National’s plan includes:

·         Requiring mandatory reporting of assaults to Police

·         Reforming the disciplinary regime

·         Creating a frontline safety improvement programme

·         Making sure PPE is fit for purpose

·         Trialling the use of tasers

“The National Party backs our corrections staff and wouldn’t tolerate assaults in our prisons. We’ve put together a plan that will go some way to reducing the amount of violence being experienced in our prisons.

“Our corrections officers put their lives in danger every day, we owe it to them to make sure their workplace is as safe as possible.”

Meanwhile, Darroch Ball, co-leader of Sensible Sentencing Trust, says National’s ‘five-point plan’ to curb the rise in inmates assaulting prison officers doesn’t go far enough and continues to ignore the Corrections Association’s plea for the introduction of harsher penalties.

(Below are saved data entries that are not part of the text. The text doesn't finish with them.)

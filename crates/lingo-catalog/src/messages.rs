#![forbid(unsafe_code)]

//! Nested message catalogs.
//!
//! A catalog is a tree: leaves hold message templates, inner nodes group
//! them into namespaces. Keys are addressed with dotted paths
//! (`"Auth.SignIn.title"`), which is why individual keys must not contain
//! `.` themselves (see [`Messages::invalid_keys`]).
//!
//! ```
//! use lingo_catalog::Messages;
//!
//! let messages = Messages::from_json_str(r#"{"Home": {"title": "Welcome"}}"#).unwrap();
//! assert_eq!(messages.get("Home.title"), Ok("Welcome"));
//! assert!(messages.get("Home").is_err());
//! ```

use std::collections::BTreeMap;
use std::path::Path;

use serde::{Deserialize, Serialize};

use crate::error::{CatalogError, LookupError};

/// A node in a message catalog.
#[derive(Debug, Clone, PartialEq, Eq, Serialize, Deserialize)]
#[serde(untagged)]
pub enum MessageNode {
    /// A translatable template.
    Leaf(String),
    /// A group of nodes.
    Namespace(BTreeMap<String, MessageNode>),
}

impl MessageNode {
    fn merged_with(&self, overlay: &MessageNode) -> MessageNode {
        match (self, overlay) {
            (MessageNode::Namespace(base), MessageNode::Namespace(top)) => {
                MessageNode::Namespace(merge_maps(base, top))
            }
            (_, top) => top.clone(),
        }
    }
}

/// The root of a message catalog for one locale.
#[derive(Debug, Clone, Default, PartialEq, Eq, Serialize, Deserialize)]
#[serde(transparent)]
pub struct Messages {
    root: BTreeMap<String, MessageNode>,
}

impl Messages {
    /// Create an empty catalog.
    pub fn new() -> Self {
        Self::default()
    }

    /// Parse a catalog from a JSON document.
    pub fn from_json_str(json: &str) -> Result<Self, CatalogError> {
        Ok(serde_json::from_str(json)?)
    }

    /// Parse a catalog from an already decoded JSON value.
    pub fn from_value(value: serde_json::Value) -> Result<Self, CatalogError> {
        Ok(serde_json::from_value(value)?)
    }

    /// Read and parse a catalog file.
    pub fn from_json_file(path: impl AsRef<Path>) -> Result<Self, CatalogError> {
        let path = path.as_ref();
        let content = std::fs::read_to_string(path).map_err(|source| CatalogError::Io {
            path: path.to_path_buf(),
            source,
        })?;
        Self::from_json_str(&content)
    }

    /// Insert a template at a dotted path, creating namespaces on the way.
    ///
    /// A leaf standing where a namespace is needed is replaced.
    pub fn insert(&mut self, path: &str, template: impl Into<String>) {
        let mut segments = path.split('.').peekable();
        let mut map = &mut self.root;
        while let Some(segment) = segments.next() {
            if segments.peek().is_none() {
                map.insert(segment.to_owned(), MessageNode::Leaf(template.into()));
                return;
            }
            let slot = map
                .entry(segment.to_owned())
                .or_insert_with(|| MessageNode::Namespace(BTreeMap::new()));
            if let MessageNode::Leaf(_) = slot {
                *slot = MessageNode::Namespace(BTreeMap::new());
            }
            map = match slot {
                MessageNode::Namespace(children) => children,
                MessageNode::Leaf(_) => return,
            };
        }
    }

    /// Builder form of [`insert`](Self::insert).
    #[must_use]
    pub fn with(mut self, path: &str, template: impl Into<String>) -> Self {
        self.insert(path, template);
        self
    }

    /// Whether the catalog has no entries.
    pub fn is_empty(&self) -> bool {
        self.root.is_empty()
    }

    /// The node at a dotted path. An empty path is not a node.
    pub fn node(&self, path: &str) -> Option<&MessageNode> {
        if path.is_empty() {
            return None;
        }
        let mut segments = path.split('.');
        let first = segments.next()?;
        let mut node = self.root.get(first)?;
        for segment in segments {
            match node {
                MessageNode::Namespace(children) => node = children.get(segment)?,
                MessageNode::Leaf(_) => return None,
            }
        }
        Some(node)
    }

    /// Resolve a dotted path to a template.
    pub fn get(&self, path: &str) -> Result<&str, LookupError> {
        match self.node(path) {
            Some(MessageNode::Leaf(template)) => Ok(template),
            Some(MessageNode::Namespace(_)) => Err(LookupError::InsufficientPath {
                path: path.to_owned(),
            }),
            None => Err(LookupError::Missing {
                path: path.to_owned(),
            }),
        }
    }

    /// Whether a template exists at the path.
    pub fn contains(&self, path: &str) -> bool {
        matches!(self.node(path), Some(MessageNode::Leaf(_)))
    }

    /// The subtree under a namespace. An empty namespace returns the whole
    /// catalog; a leaf or a missing path returns `None`.
    pub fn namespace(&self, namespace: &str) -> Option<Messages> {
        if namespace.is_empty() {
            return Some(self.clone());
        }
        match self.node(namespace)? {
            MessageNode::Namespace(children) => Some(Messages {
                root: children.clone(),
            }),
            MessageNode::Leaf(_) => None,
        }
    }

    /// A catalog containing only the listed namespaces (or leaves), at their
    /// original paths. Unknown paths are skipped.
    pub fn pick<S: AsRef<str>>(&self, paths: &[S]) -> Messages {
        let mut picked = Messages::new();
        for path in paths {
            let path = path.as_ref();
            if let Some(node) = self.node(path) {
                picked.graft(path, node.clone());
            }
        }
        picked
    }

    fn graft(&mut self, path: &str, node: MessageNode) {
        let (parents, last) = match path.rsplit_once('.') {
            Some((parents, last)) => (Some(parents), last),
            None => (None, path),
        };
        let mut map = &mut self.root;
        if let Some(parents) = parents {
            for segment in parents.split('.') {
                let slot = map
                    .entry(segment.to_owned())
                    .or_insert_with(|| MessageNode::Namespace(BTreeMap::new()));
                if let MessageNode::Leaf(_) = slot {
                    *slot = MessageNode::Namespace(BTreeMap::new());
                }
                map = match slot {
                    MessageNode::Namespace(children) => children,
                    MessageNode::Leaf(_) => return,
                };
            }
        }
        let merged = match map.get(last) {
            Some(existing) => existing.merged_with(&node),
            None => node,
        };
        map.insert(last.to_owned(), merged);
    }

    /// Recursively merge `overlay` on top of `self`.
    ///
    /// Namespaces present in both are merged; for everything else the
    /// overlay wins. Typical use is layering a partial translation over the
    /// default locale's catalog.
    #[must_use]
    pub fn deep_merge(&self, overlay: &Messages) -> Messages {
        Messages {
            root: merge_maps(&self.root, &overlay.root),
        }
    }

    /// Dotted paths of every key that itself contains a `.`.
    pub fn invalid_keys(&self) -> Vec<String> {
        let mut invalid = Vec::new();
        walk(&self.root, "", &mut |path, key, _| {
            if key.contains('.') {
                invalid.push(path.to_owned());
            }
        });
        invalid
    }

    /// Dotted paths of every leaf, in sorted order.
    pub fn leaf_paths(&self) -> Vec<String> {
        let mut paths = Vec::new();
        walk(&self.root, "", &mut |path, _, node| {
            if let MessageNode::Leaf(_) = node {
                paths.push(path.to_owned());
            }
        });
        paths
    }

    /// Compare key coverage across locale catalogs.
    ///
    /// The union of all leaf paths is the reference set; each locale reports
    /// which of those it lacks.
    pub fn coverage(catalogs: &[(&str, &Messages)]) -> CoverageReport {
        let mut all: Vec<String> = catalogs
            .iter()
            .flat_map(|(_, messages)| messages.leaf_paths())
            .collect();
        all.sort();
        all.dedup();

        let locales = catalogs
            .iter()
            .map(|(locale, messages)| {
                let missing: Vec<String> = all
                    .iter()
                    .filter(|path| !messages.contains(path))
                    .cloned()
                    .collect();
                let present = all.len() - missing.len();
                let coverage_percent = if all.is_empty() {
                    100.0
                } else {
                    present as f64 / all.len() as f64 * 100.0
                };
                LocaleCoverage {
                    locale: (*locale).to_owned(),
                    present,
                    missing,
                    coverage_percent,
                }
            })
            .collect();

        CoverageReport {
            total_keys: all.len(),
            locales,
        }
    }
}

/// Key coverage across several catalogs.
#[derive(Debug, Clone, PartialEq)]
pub struct CoverageReport {
    /// Size of the union of all leaf paths.
    pub total_keys: usize,
    /// Per-locale results, in input order.
    pub locales: Vec<LocaleCoverage>,
}

/// Coverage for one locale.
#[derive(Debug, Clone, PartialEq)]
pub struct LocaleCoverage {
    pub locale: String,
    pub present: usize,
    pub missing: Vec<String>,
    /// In `[0, 100]`.
    pub coverage_percent: f64,
}

fn merge_maps(
    base: &BTreeMap<String, MessageNode>,
    overlay: &BTreeMap<String, MessageNode>,
) -> BTreeMap<String, MessageNode> {
    let mut merged = base.clone();
    for (key, top) in overlay {
        let node = match base.get(key) {
            Some(existing) => existing.merged_with(top),
            None => top.clone(),
        };
        merged.insert(key.clone(), node);
    }
    merged
}

fn walk(
    map: &BTreeMap<String, MessageNode>,
    prefix: &str,
    visit: &mut dyn FnMut(&str, &str, &MessageNode),
) {
    for (key, node) in map {
        let path = if prefix.is_empty() {
            key.clone()
        } else {
            format!("{prefix}.{key}")
        };
        visit(&path, key, node);
        if let MessageNode::Namespace(children) = node {
            walk(children, &path, visit);
        }
    }
}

“Although National’s Corrections spokesperson Simeon Brown has tabled a plan that is moving in the right direction, it still hasn’t taken the biggest, most effective step, which would be to promise to bring in harsher sentences for these attacks,” says Ball.

“Without a plan to come down hard on these attackers, having more police prosecutions will do nothing but create more paperwork.

“Corrections Association President Alan Whitley has continuously pointed out the desperate need for these offenders to be held to account and for adequate sentences to act as deterrents.

“The obvious frustration comes when inmates who bash officers either don’t get prosecuted, end up with pathetically weak sentences or have those sentences ridiculously being served concurrently.

“National’s plan to reform the internal disciplinary regime, improve frontline safety, and review PPE suitability are steps in the right direction – but will do very little to curb the serious assaults our corrections officers are facing.

“The suggestion to trial tasers would only be for specialist teams and not for general issue – which would obviously be of little help for random violent attacks on frontline officers.”

“National has a chance to show a clear alternative plan, but this entire ‘five-point’ plan just has a Labour-like hue to it.”